Дейл живет высоко, на четвертом этаже. Запрокидывая до боли в шее голову, она видит дорогое виноватое бледное, точно больное солнце, лицо. Он смотрит на нее сверху, перегнувшись через перила. Его взгляд придает ей бодрости. Ее толкает вперед сила, которая мощнее боязни огласки и осуждения. Вот она наконец на последней ступени. Он хватает ее в охапку и втаскивает в свое неказистое жилище. В глаза ей бросаются крикливые плакаты и разбросанные вещи, в ноздри бьет едкий запах двух молодых мужских особей, сожительствующих на тесной территории. Он запирает дверь, накидывает потускневшую цепочку. Она — его любовница, бесстыдное и нежное стофунтовое тело. Они раздеваются, они совокупляются.

Погодите, слова, не спешите! Над прохладой ее плотного пальто они отворяют окно горячих губ и горячей слюны.

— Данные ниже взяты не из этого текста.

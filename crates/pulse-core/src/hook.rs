//! Client-side insight holder for one dashboard section.
//!
//! States: `Loading` until the first result, then `Ready`, with `Refreshing` while a
//! manual refresh is in flight (the previous list stays visible). At most one
//! generation is in flight per mount; mounts and refreshes issued meanwhile are
//! ignored. Every mount and unmount starts a new epoch, and a result only lands if
//! its epoch is still current, so results that arrive after [`InsightHook::unmount`]
//! are dropped even when the hook has been mounted again.

use crate::insight::{find_insight, GenerationResult, Insight, InsightSource, SummaryResult};
use serde_json::Value;
use std::sync::Arc;
use tokio::sync::Mutex;

/// Anything that can produce a [`GenerationResult`]: the in-process generator or the
/// gateway over HTTP.
#[async_trait::async_trait]
pub trait InsightService: Send + Sync {
    async fn generate(&self, section: &str, metrics: &Value) -> GenerationResult;

    async fn summary(&self, metrics: &Value) -> SummaryResult;
}

#[derive(Debug, Clone, Copy, PartialEq, Eq)]
pub enum HookState {
    Loading,
    Ready,
    Refreshing,
}

struct HookInner {
    state: HookState,
    insights: Vec<Insight>,
    source: Option<InsightSource>,
    message: Option<String>,
    mounted: bool,
    epoch: u64,
    in_flight: bool,
}

pub struct InsightHook {
    service: Arc<dyn InsightService>,
    section: String,
    metrics: Mutex<Value>,
    inner: Mutex<HookInner>,
}

impl InsightHook {
    pub fn new(service: Arc<dyn InsightService>, section: &str, metrics: Value) -> Self {
        Self {
            service,
            section: section.to_string(),
            metrics: Mutex::new(metrics),
            inner: Mutex::new(HookInner {
                state: HookState::Loading,
                insights: Vec::new(),
                source: None,
                message: None,
                mounted: false,
                epoch: 0,
                in_flight: false,
            }),
        }
    }

    pub fn section(&self) -> &str {
        &self.section
    }

    /// Replace the snapshot used by the next mount or refresh.
    pub async fn set_metrics(&self, metrics: Value) {
        *self.metrics.lock().await = metrics;
    }

    /// Enter `Loading`, generate once, then `Ready` whatever the source. Returns `None`
    /// when a generation for the current mount is already in flight.
    pub async fn mount(&self) -> Option<GenerationResult> {
        let epoch = {
            let mut inner = self.inner.lock().await;
            if inner.mounted && inner.in_flight {
                tracing::debug!(target: "pulse::hook", section = %self.section, "mount ignored; generation in flight");
                return None;
            }
            inner.mounted = true;
            inner.epoch += 1;
            inner.in_flight = true;
            inner.state = HookState::Loading;
            inner.insights.clear();
            inner.source = None;
            inner.message = None;
            inner.epoch
        };
        Some(self.run(epoch).await)
    }

    /// Regenerate from `Ready`. Returns `None` when ignored (not mounted, still
    /// loading, or a refresh is already in flight).
    pub async fn refresh(&self) -> Option<GenerationResult> {
        let epoch = {
            let mut inner = self.inner.lock().await;
            if !inner.mounted || inner.in_flight || inner.state != HookState::Ready {
                tracing::debug!(target: "pulse::hook", section = %self.section, state = ?inner.state, "refresh ignored");
                return None;
            }
            inner.state = HookState::Refreshing;
            inner.in_flight = true;
            inner.epoch
        };
        Some(self.run(epoch).await)
    }

    async fn run(&self, epoch: u64) -> GenerationResult {
        let metrics = self.metrics.lock().await.clone();
        let result = self.service.generate(&self.section, &metrics).await;

        let mut inner = self.inner.lock().await;
        if inner.epoch != epoch {
            tracing::debug!(target: "pulse::hook", section = %self.section, "stale generation; dropping result");
            return result;
        }
        inner.in_flight = false;
        inner.state = HookState::Ready;
        inner.insights = result.insights.clone();
        inner.source = Some(result.source);
        inner.message = result.message.clone();
        result
    }

    /// Stop accepting results. The current list is left as it was.
    pub async fn unmount(&self) {
        let mut inner = self.inner.lock().await;
        inner.mounted = false;
        inner.epoch += 1;
        inner.in_flight = false;
    }

    pub async fn is_mounted(&self) -> bool {
        self.inner.lock().await.mounted
    }

    pub async fn state(&self) -> HookState {
        self.inner.lock().await.state
    }

    pub async fn insights(&self) -> Vec<Insight> {
        self.inner.lock().await.insights.clone()
    }

    /// First insight of `insight_type`; `None` means the caller renders its own default.
    pub async fn insight(&self, insight_type: &str) -> Option<Insight> {
        let inner = self.inner.lock().await;
        find_insight(&inner.insights, insight_type).cloned()
    }

    pub async fn source(&self) -> Option<InsightSource> {
        self.inner.lock().await.source
    }

    /// Advisory message from the last result (shown as a toast).
    pub async fn message(&self) -> Option<String> {
        self.inner.lock().await.message.clone()
    }
}

#[cfg(test)]
mod tests {
    use super::*;
    use serde_json::json;
    use std::collections::HashMap;
    use std::sync::atomic::{AtomicBool, AtomicUsize, Ordering};
    use tokio::sync::Notify;

    /// Counts calls; while `gated`, call `n` waits until `release(n)`.
    #[derive(Default)]
    struct Gated {
        calls: AtomicUsize,
        gated: AtomicBool,
        gates: std::sync::Mutex<HashMap<usize, Arc<Notify>>>,
    }

    impl Gated {
        fn gate(&self, n: usize) -> Arc<Notify> {
            self.gates.lock().unwrap().entry(n).or_default().clone()
        }

        fn release(&self, n: usize) {
            self.gate(n).notify_one();
        }
    }

    #[async_trait::async_trait]
    impl InsightService for Gated {
        async fn generate(&self, _section: &str, metrics: &Value) -> GenerationResult {
            let n = self.calls.fetch_add(1, Ordering::SeqCst) + 1;
            if self.gated.load(Ordering::SeqCst) {
                self.gate(n).notified().await;
            }
            let content = metrics["tag"].as_str().unwrap_or("c").to_string();
            GenerationResult::ai(vec![Insight::new("performance", &format!("call {n}"), &content)])
        }

        async fn summary(&self, _metrics: &Value) -> SummaryResult {
            SummaryResult {
                summary: String::new(),
                source: InsightSource::Ai,
            }
        }
    }

    async fn wait_for_calls(svc: &Gated, n: usize) {
        while svc.calls.load(Ordering::SeqCst) < n {
            tokio::task::yield_now().await;
        }
    }

    #[tokio::test]
    async fn mount_then_lookup_by_type() {
        let svc = Arc::new(Gated::default());
        let hook = InsightHook::new(svc, "sales", json!({}));
        assert_eq!(hook.state().await, HookState::Loading);
        assert!(!hook.is_mounted().await);
        hook.mount().await.unwrap();
        assert!(hook.is_mounted().await);
        assert_eq!(hook.state().await, HookState::Ready);
        assert_eq!(hook.insight("performance").await.map(|i| i.title), Some("call 1".into()));
        assert!(hook.insight("opportunity").await.is_none());
    }

    #[tokio::test]
    async fn concurrent_refresh_makes_one_call() {
        let svc = Arc::new(Gated::default());
        let hook = Arc::new(InsightHook::new(svc.clone(), "sales", json!({})));
        hook.mount().await;

        svc.gated.store(true, Ordering::SeqCst);
        let first = tokio::spawn({
            let hook = hook.clone();
            async move { hook.refresh().await }
        });
        wait_for_calls(&svc, 2).await;
        assert_eq!(hook.state().await, HookState::Refreshing);
        // stale list still visible
        assert_eq!(hook.insights().await[0].title, "call 1");

        assert!(hook.refresh().await.is_none());
        svc.release(2);
        let done = first.await.unwrap();
        assert!(done.is_some());

        assert_eq!(svc.calls.load(Ordering::SeqCst), 2);
        assert_eq!(hook.state().await, HookState::Ready);
        assert_eq!(hook.insights().await[0].title, "call 2");
    }

    #[tokio::test]
    async fn result_after_unmount_is_dropped() {
        let svc = Arc::new(Gated::default());
        let hook = Arc::new(InsightHook::new(svc.clone(), "sales", json!({})));
        hook.mount().await;

        svc.gated.store(true, Ordering::SeqCst);
        let pending = tokio::spawn({
            let hook = hook.clone();
            async move { hook.refresh().await }
        });
        wait_for_calls(&svc, 2).await;
        hook.unmount().await;
        svc.release(2);
        pending.await.unwrap();

        assert_eq!(hook.insights().await[0].title, "call 1");
        assert!(hook.refresh().await.is_none());
    }

    #[tokio::test]
    async fn stale_refresh_does_not_land_after_remount() {
        let svc = Arc::new(Gated::default());
        let hook = Arc::new(InsightHook::new(svc.clone(), "sales", json!({})));
        hook.mount().await;

        svc.gated.store(true, Ordering::SeqCst);
        let stale = tokio::spawn({
            let hook = hook.clone();
            async move { hook.refresh().await }
        });
        wait_for_calls(&svc, 2).await;
        hook.unmount().await;

        let remount = tokio::spawn({
            let hook = hook.clone();
            async move { hook.mount().await }
        });
        wait_for_calls(&svc, 3).await;

        svc.release(2);
        assert!(stale.await.unwrap().is_some());
        assert_eq!(hook.state().await, HookState::Loading);
        assert!(hook.insights().await.is_empty());

        // remount still in flight: no second generation
        assert!(hook.refresh().await.is_none());
        assert!(hook.mount().await.is_none());
        assert_eq!(svc.calls.load(Ordering::SeqCst), 3);

        svc.release(3);
        assert!(remount.await.unwrap().is_some());
        assert_eq!(hook.state().await, HookState::Ready);
        assert_eq!(hook.insights().await[0].title, "call 3");
    }

    #[tokio::test]
    async fn second_mount_while_loading_is_ignored() {
        let svc = Arc::new(Gated::default());
        svc.gated.store(true, Ordering::SeqCst);
        let hook = Arc::new(InsightHook::new(svc.clone(), "sales", json!({})));

        let first = tokio::spawn({
            let hook = hook.clone();
            async move { hook.mount().await }
        });
        wait_for_calls(&svc, 1).await;
        assert!(hook.mount().await.is_none());

        svc.release(1);
        assert!(first.await.unwrap().is_some());
        assert_eq!(svc.calls.load(Ordering::SeqCst), 1);
        assert_eq!(hook.state().await, HookState::Ready);
    }

    #[tokio::test]
    async fn refresh_uses_replaced_metrics() {
        let svc = Arc::new(Gated::default());
        let hook = InsightHook::new(svc, "sales", json!({ "tag": "before" }));
        hook.mount().await;
        assert_eq!(hook.insights().await[0].content, "before");

        hook.set_metrics(json!({ "tag": "after" })).await;
        hook.refresh().await.unwrap();
        assert_eq!(hook.insights().await[0].content, "after");
    }
}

Тепло от этого малого источника распространяется у каждого по всему телу, проникает сквозь одежду, подтверждает их близость и право друг на друга. Она не была в его комнате прежде и, даже упиваясь его поцелуем, старается разглядеть сквозь трепещущие ресницы репродукции гравюр Эшера, плакаты, на которых женские тела перетекают в кузова легковых автомобилей и обратно, горчичные стены, покрытые потрескавшейся местами штукатуркой, единственное окно и одностворчатую раму с заклеенными порыжелым скотчем трещинами от ветров, пронесшихся за столетие. Бросается в глаза примета корейского быта — широкая раздвижная ширма, на которой по черному фону разбросаны группки людей, все в чудных квадратных шапках, у каждого в руках затейливый зонтик с извилистыми переплетающимися ребрами, который он держит с таким же наклоном, как и все другие. Ширма делит комнату на две половины, где молодые люди спят, самозабвенно распространяя вокруг себя всевозможные запахи. Остальное пространство занимают техника, книжные полки, составленные из бетонных подставок и сосновых панелей с лесопилки «Гроува», несколько складных кресел с расшатанными шарнирами и полотняными сиденьями и спинками и бессистемный набор потрепанных мягких кукол одинакового металлического цвета.

— Увлечение Кима, — словно извиняясь, поясняет Дейл. — Собирает космических кукол.